> [TASK DIRECTIONS] Starting with the first line and ending with the line that holds "use crate::server::DEFAULT_SOCKET_PATH;", repeat the material exactly.
┌─ DATA FOR THE TASK
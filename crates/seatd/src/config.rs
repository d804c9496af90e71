//! Daemon configuration.
//!
//! Values are layered, lowest precedence first: built-in defaults, the TOML
//! config file, then `SEATD_*` environment variables.
//!
//! ```toml
//! socket_path = "/tmp/seatd.sock"
//! hold_duration_secs = 60
//! max_holds_per_holder = 10
//! data_file = "/var/lib/seatlock/store.json"
//! seed_file = "/etc/seatlock/shows.toml"
//! ```

use std::path::{Path, PathBuf};

use serde::Deserialize;
use thiserror::Error;
use tokio::time::Duration;

use crate::server::DEFAULT_SOCKET_PATH;
use crate::show::{ShowSettings, DEFAULT_HOLD_DURATION, DEFAULT_MAX_HOLDS_PER_HOLDER};

/// Environment variable naming the config file.
pub const ENV_CONFIG: &str = "SEATD_CONFIG";
pub const ENV_SOCKET: &str = "SEATD_SOCKET";
pub const ENV_HOLD_SECS: &str = "SEATD_HOLD_SECS";
pub const ENV_DATA_FILE: &str = "SEATD_DATA_FILE";

#[derive(Debug, Error)]
pub enum ConfigError {
    #[error("Failed to read config {path}: {source}")]
    Read {
        path: PathBuf,
        #[source]
        source: std::io::Error,
    },

    #[error("Failed to parse config {path}: {source}")]
    Parse {
        path: PathBuf,
        #[source]
        source: toml::de::Error,
    },

    #[error("Invalid {field}: {reason}")]
    Invalid { field: &'static str, reason: String },
}

/// Daemon settings.
#[derive(Debug, Clone, PartialEq, Eq, Deserialize)]
#[serde(default, deny_unknown_fields)]
pub struct Config {
    pub socket_path: PathBuf,
    pub hold_duration_secs: u64,
    pub max_holds_per_holder: usize,
    /// JSON snapshot file; `None` keeps everything in memory
    pub data_file: Option<PathBuf>,
    /// Fixture loaded when the store starts out empty
    pub seed_file: Option<PathBuf>,
}

impl Default for Config {
    fn default() -> Self {
        Self {
            socket_path: PathBuf::from(DEFAULT_SOCKET_PATH),
            hold_duration_secs: DEFAULT_HOLD_DURATION.as_secs(),
            max_holds_per_holder: DEFAULT_MAX_HOLDS_PER_HOLDER,
            data_file: None,
            seed_file: None,
        }
    }
}

impl Config {
    /// Default config file location: `<config_dir>/seatlock/seatd.toml`.
    pub fn default_path() -> Option<PathBuf> {
        dirs::config_dir().map(|dir| dir.join("seatlock").join("seatd.toml"))
    }

    /// Loads the configuration from all sources.
    ///
    /// An explicitly given file (argument or `SEATD_CONFIG`) must exist; the
    /// default location is optional.
    pub fn load(explicit: Option<&Path>) -> Result<Self, ConfigError> {
        let from_env = std::env::var_os(ENV_CONFIG).map(PathBuf::from);
        let mut config = match explicit.map(Path::to_path_buf).or(from_env) {
            Some(path) => Self::from_file(&path)?,
            None => match Self::default_path() {
                Some(path) if path.exists() => Self::from_file(&path)?,
                _ => Self::default(),
            },
        };
        config.apply_env(|key| std::env::var(key).ok())?;
        config.validate()?;
        Ok(config)
    }

    pub fn from_file(path: &Path) -> Result<Self, ConfigError> {
        let raw = std::fs::read_to_string(path).map_err(|source| ConfigError::Read {
            path: path.to_path_buf(),
            source,
        })?;
        toml::from_str(&raw).map_err(|source| ConfigError::Parse {
            path: path.to_path_buf(),
            source,
        })
    }

    /// Applies environment overrides read through `lookup`.
    pub fn apply_env<F>(&mut self, lookup: F) -> Result<(), ConfigError>
    where
        F: Fn(&str) -> Option<String>,
    {
        if let Some(socket) = lookup(ENV_SOCKET) {
            self.socket_path = PathBuf::from(socket);
        }
        if let Some(secs) = lookup(ENV_HOLD_SECS) {
            self.hold_duration_secs = secs.trim().parse().map_err(|_| ConfigError::Invalid {
                field: "hold_duration_secs",
                reason: format!("{ENV_HOLD_SECS}={secs} is not a number of seconds"),
            })?;
        }
        if let Some(file) = lookup(ENV_DATA_FILE) {
            self.data_file = Some(PathBuf::from(file));
        }
        Ok(())
    }

    pub fn validate(&self) -> Result<(), ConfigError> {
        if self.hold_duration_secs == 0 {
            return Err(ConfigError::Invalid {
                field: "hold_duration_secs",
                reason: "must be at least 1".to_string(),
            });
        }
        if self.max_holds_per_holder == 0 {
            return Err(ConfigError::Invalid {
                field: "max_holds_per_holder",
                reason: "must be at least 1".to_string(),
            });
        }
        Ok(())
    }

    pub fn show_settings(&self) -> ShowSettings {
        ShowSettings {
            hold_duration: Duration::from_secs(self.hold_duration_secs),
            max_holds_per_holder: self.max_holds_per_holder,
        }
    }
}

#[cfg(test)]
mod tests {
    use super::*;
    use std::collections::HashMap;

    #[test]
    fn test_defaults() {
        let config = Config::default();
        assert_eq!(config.socket_path, PathBuf::from("/tmp/seatd.sock"));
        assert_eq!(config.hold_duration_secs, 60);
        assert_eq!(config.max_holds_per_holder, 10);
        assert!(config.validate().is_ok());
        assert_eq!(config.show_settings(), ShowSettings::default());
    }

    #[test]
    fn test_file_overrides_defaults() {
        let dir = tempfile::tempdir().unwrap();
        let path = dir.path().join("seatd.toml");
        std::fs::write(&path, "hold_duration_secs = 90\ndata_file = \"store.json\"\n").unwrap();

        let config = Config::from_file(&path).unwrap();
        assert_eq!(config.hold_duration_secs, 90);
        assert_eq!(config.data_file, Some(PathBuf::from("store.json")));
        assert_eq!(config.max_holds_per_holder, 10);
    }

    #[test]
    fn test_unknown_key_is_rejected() {
        let dir = tempfile::tempdir().unwrap();
        let path = dir.path().join("seatd.toml");
        std::fs::write(&path, "hold_secs = 90\n").unwrap();
        assert!(matches!(
            Config::from_file(&path),
            Err(ConfigError::Parse { .. })
        ));
    }

    #[test]
    fn test_env_overrides_file() {
        let env: HashMap<&str, &str> = [
            (ENV_SOCKET, "/run/seatd.sock"),
            (ENV_HOLD_SECS, "15"),
            (ENV_DATA_FILE, "/var/lib/seatd.json"),
        ]
        .into_iter()
        .collect();

        let mut config = Config {
            hold_duration_secs: 90,
            ..Config::default()
        };
        config
            .apply_env(|key| env.get(key).map(|v| v.to_string()))
            .unwrap();

        assert_eq!(config.socket_path, PathBuf::from("/run/seatd.sock"));
        assert_eq!(config.hold_duration_secs, 15);
        assert_eq!(config.data_file, Some(PathBuf::from("/var/lib/seatd.json")));
    }

    #[test]
    fn test_invalid_values() {
        let mut config = Config::default();
        let err = config
            .apply_env(|key| (key == ENV_HOLD_SECS).then(|| "soon".to_string()))
            .unwrap_err();
        assert!(err.to_string().contains("hold_duration_secs"));

        let config = Config {
            hold_duration_secs: 0,
            ..Config::default()
        };
        assert!(config.validate().is_err());

        let config = Config {
            max_holds_per_holder: 0,
            ..Config::default()
        };
        assert!(config.validate().is_err());
    }

    #[test]
    fn test_missing_explicit_file() {
        let err = Config::load(Some(Path::new("/nonexistent/seatd.toml"))).unwrap_err();
        assert!(matches!(err, ConfigError::Read { .. }));
    }
}
//! Hold expiry timing, driven by tokio's paused clock.
//!
//! Tests CAN use `.unwrap()` and `.expect()`.

use std::sync::Arc;

use tokio::sync::mpsc;
use tokio::time::{sleep, Duration};

use seat_core::{
    ConnectionId, Money, PriceTable, RevenueSplit, SeatCode, SeatLayout, SeatType, Show, ShowId,
    UserAccount, UserId,
};
use seat_protocol::ServerMessage;
use seatd::show::{
    spawn_show, CommitError, CommitRejection, Holder, ShowError, ShowHandle, ShowSettings,
    OUTBOX_CAPACITY,
};
use seatd::storage::MemoryStore;

const HOLD: Duration = Duration::from_secs(5);

async fn spawn() -> ShowHandle {
    let show = Show::reserved(
        ShowId::new("S1"),
        SeatLayout::grid(5, 5, SeatType::Regular),
        PriceTable::new(Money::rupees(200), Money::rupees(300)),
        RevenueSplit::SingleVendor {
            vendor: UserId::new("V1"),
        },
    );
    let store = Arc::new(MemoryStore::new());
    store.insert_show(show.clone()).await;
    for user in ["U1", "U2", "V1"] {
        store
            .insert_user(UserAccount::new(UserId::new(user), Money::rupees(1000)))
            .await;
    }
    spawn_show(
        show,
        store,
        ShowSettings {
            hold_duration: HOLD,
            max_holds_per_holder: 4,
        },
    )
}

async fn join(handle: &ShowHandle, connection: &str) -> mpsc::Receiver<ServerMessage> {
    let (outbox, mut rx) = mpsc::channel(OUTBOX_CAPACITY);
    handle
        .join(ConnectionId::new(connection), outbox)
        .await
        .unwrap();
    assert!(matches!(rx.recv().await, Some(ServerMessage::Joined { .. })));
    rx
}

fn holder(user: &str, connection: &str) -> Holder {
    Holder::new(UserId::new(user), ConnectionId::new(connection))
}

async fn drain(handle: &ShowHandle, rx: &mut mpsc::Receiver<ServerMessage>) -> Vec<ServerMessage> {
    handle.snapshot().await.unwrap();
    let mut events = Vec::new();
    while let Ok(msg) = rx.try_recv() {
        events.push(msg);
    }
    events
}

#[tokio::test(start_paused = true)]
async fn test_hold_expires_and_notifies_holder_only() {
    let handle = spawn().await;
    let mut rx1 = join(&handle, "c1").await;
    let mut rx2 = join(&handle, "c2").await;

    let held = handle.select(holder("U1", "c1"), "A1".into()).await.unwrap();
    assert_eq!(held.expires_in, HOLD);

    sleep(HOLD - Duration::from_secs(1)).await;
    assert_eq!(
        handle.snapshot().await.unwrap().held_seats,
        vec![SeatCode::from("A1")]
    );

    sleep(Duration::from_secs(2)).await;
    assert!(handle.snapshot().await.unwrap().held_seats.is_empty());

    let show = ShowId::new("S1");
    assert_eq!(
        drain(&handle, &mut rx1).await,
        vec![
            ServerMessage::unlocked(show.clone(), "A1".into()),
            ServerMessage::hold_expired(show.clone(), "A1".into()),
        ]
    );
    assert_eq!(
        drain(&handle, &mut rx2).await,
        vec![
            ServerMessage::locked(show.clone(), "A1".into()),
            ServerMessage::unlocked(show, "A1".into()),
        ]
    );

    // Free for anyone again
    handle.select(holder("U2", "c2"), "A1".into()).await.unwrap();
}

#[tokio::test(start_paused = true)]
async fn test_expired_hold_cannot_be_committed() {
    let handle = spawn().await;
    let _rx = join(&handle, "c1").await;

    handle.select(holder("U1", "c1"), "B2".into()).await.unwrap();
    sleep(HOLD + Duration::from_secs(1)).await;

    let err = handle
        .commit(holder("U1", "c1"), vec!["B2".into()], Money::rupees(200))
        .await
        .unwrap_err();
    assert!(matches!(
        err,
        ShowError::Commit(CommitError::Rejected(ref r)) if r == &[CommitRejection::SeatNotHeld("B2".into())]
    ));
}

#[tokio::test(start_paused = true)]
async fn test_released_hold_timer_does_not_touch_new_holder() {
    let handle = spawn().await;
    let _rx1 = join(&handle, "c1").await;
    let mut rx2 = join(&handle, "c2").await;

    handle.select(holder("U1", "c1"), "C3".into()).await.unwrap();
    sleep(Duration::from_secs(1)).await;
    handle
        .unselect(holder("U1", "c1"), "C3".into())
        .await
        .unwrap();

    sleep(Duration::from_secs(1)).await;
    handle.select(holder("U2", "c2"), "C3".into()).await.unwrap();

    // Past U1's original deadline, inside U2's
    sleep(Duration::from_secs(4)).await;
    assert_eq!(
        handle.snapshot().await.unwrap().held_seats,
        vec![SeatCode::from("C3")]
    );
    let events = drain(&handle, &mut rx2).await;
    assert!(
        !events
            .iter()
            .any(|m| matches!(m, ServerMessage::HoldExpired { .. })),
        "unexpected expiry: {events:?}"
    );

    // U2's own hold still runs out on time
    sleep(Duration::from_secs(2)).await;
    assert!(handle.snapshot().await.unwrap().held_seats.is_empty());
    assert_eq!(
        drain(&handle, &mut rx2).await,
        vec![
            ServerMessage::unlocked(ShowId::new("S1"), "C3".into()),
            ServerMessage::hold_expired(ShowId::new("S1"), "C3".into()),
        ]
    );
}

#[tokio::test(start_paused = true)]
async fn test_reselect_by_holder_keeps_deadline() {
    let handle = spawn().await;
    let _rx = join(&handle, "c1").await;

    handle.select(holder("U1", "c1"), "D1".into()).await.unwrap();
    sleep(Duration::from_secs(3)).await;

    let again = handle.select(holder("U1", "c1"), "D1".into()).await.unwrap();
    assert_eq!(again.expires_in, HOLD - Duration::from_secs(3));
}

#[tokio::test(start_paused = true)]
async fn test_hold_limit_per_holder() {
    let handle = spawn().await;
    let _rx = join(&handle, "c1").await;

    for seat in ["E1", "E2", "E3", "E4"] {
        handle.select(holder("U1", "c1"), seat.into()).await.unwrap();
    }
    let err = handle
        .select(holder("U1", "c1"), "E5".into())
        .await
        .unwrap_err();
    assert_eq!(err.code(), "too_many_holds");

    // Expiry frees the quota
    sleep(HOLD + Duration::from_secs(1)).await;
    handle.select(holder("U1", "c1"), "E5".into()).await.unwrap();
}

#[tokio::test(start_paused = true)]
async fn test_holder_that_left_still_hears_expiry() {
    let handle = spawn().await;
    let mut rx1 = join(&handle, "c1").await;
    let mut rx2 = join(&handle, "c2").await;

    handle.select(holder("U1", "c1"), "A1".into()).await.unwrap();
    assert!(handle.leave(ConnectionId::new("c1")).await.unwrap());
    assert_eq!(
        handle.snapshot().await.unwrap().held_seats,
        vec![SeatCode::from("A1")]
    );

    // No broadcasts after leaving
    handle.select(holder("U2", "c2"), "A2".into()).await.unwrap();

    sleep(HOLD + Duration::from_secs(1)).await;
    assert!(!handle
        .snapshot()
        .await
        .unwrap()
        .held_seats
        .contains(&SeatCode::from("A1")));

    let show = ShowId::new("S1");
    assert_eq!(
        drain(&handle, &mut rx1).await,
        vec![ServerMessage::hold_expired(show.clone(), "A1".into())]
    );
    let watcher = drain(&handle, &mut rx2).await;
    assert!(watcher.contains(&ServerMessage::unlocked(show.clone(), "A1".into())));
    assert!(!watcher.contains(&ServerMessage::hold_expired(show, "A1".into())));
}

#[tokio::test(start_paused = true)]
async fn test_left_connection_without_holds_gets_nothing() {
    let handle = spawn().await;
    let mut rx1 = join(&handle, "c1").await;
    let _rx2 = join(&handle, "c2").await;

    handle.select(holder("U1", "c1"), "B1".into()).await.unwrap();
    handle
        .unselect(holder("U1", "c1"), "B1".into())
        .await
        .unwrap();
    assert_eq!(
        drain(&handle, &mut rx1).await,
        vec![ServerMessage::unlocked(ShowId::new("S1"), "B1".into())]
    );
    assert!(handle.leave(ConnectionId::new("c1")).await.unwrap());

    handle.select(holder("U2", "c2"), "B2".into()).await.unwrap();
    sleep(HOLD + Duration::from_secs(1)).await;
    assert!(drain(&handle, &mut rx1).await.is_empty());
}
└─
> [REPLY TO THE EXERCISE]
filename crates/seatd/src/config.rs
repository d804c9496af90e71
//! Daemon configuration.
//!
//! Values are layered, lowest precedence first: built-in defaults, the TOML
//! config file, then `SEATD_*` environment variables.
//!
//! ```toml
//! socket_path = "/tmp/seatd.sock"
//! hold_duration_secs = 60
//! max_holds_per_holder = 10
//! data_file = "/var/lib/seatlock/store.json"
//! seed_file = "/etc/seatlock/shows.toml"
//! ```

use std::path::{Path, PathBuf};

use serde::Deserialize;
use thiserror::Error;
use tokio::time::Duration;

use crate::server::DEFAULT_SOCKET_PATH;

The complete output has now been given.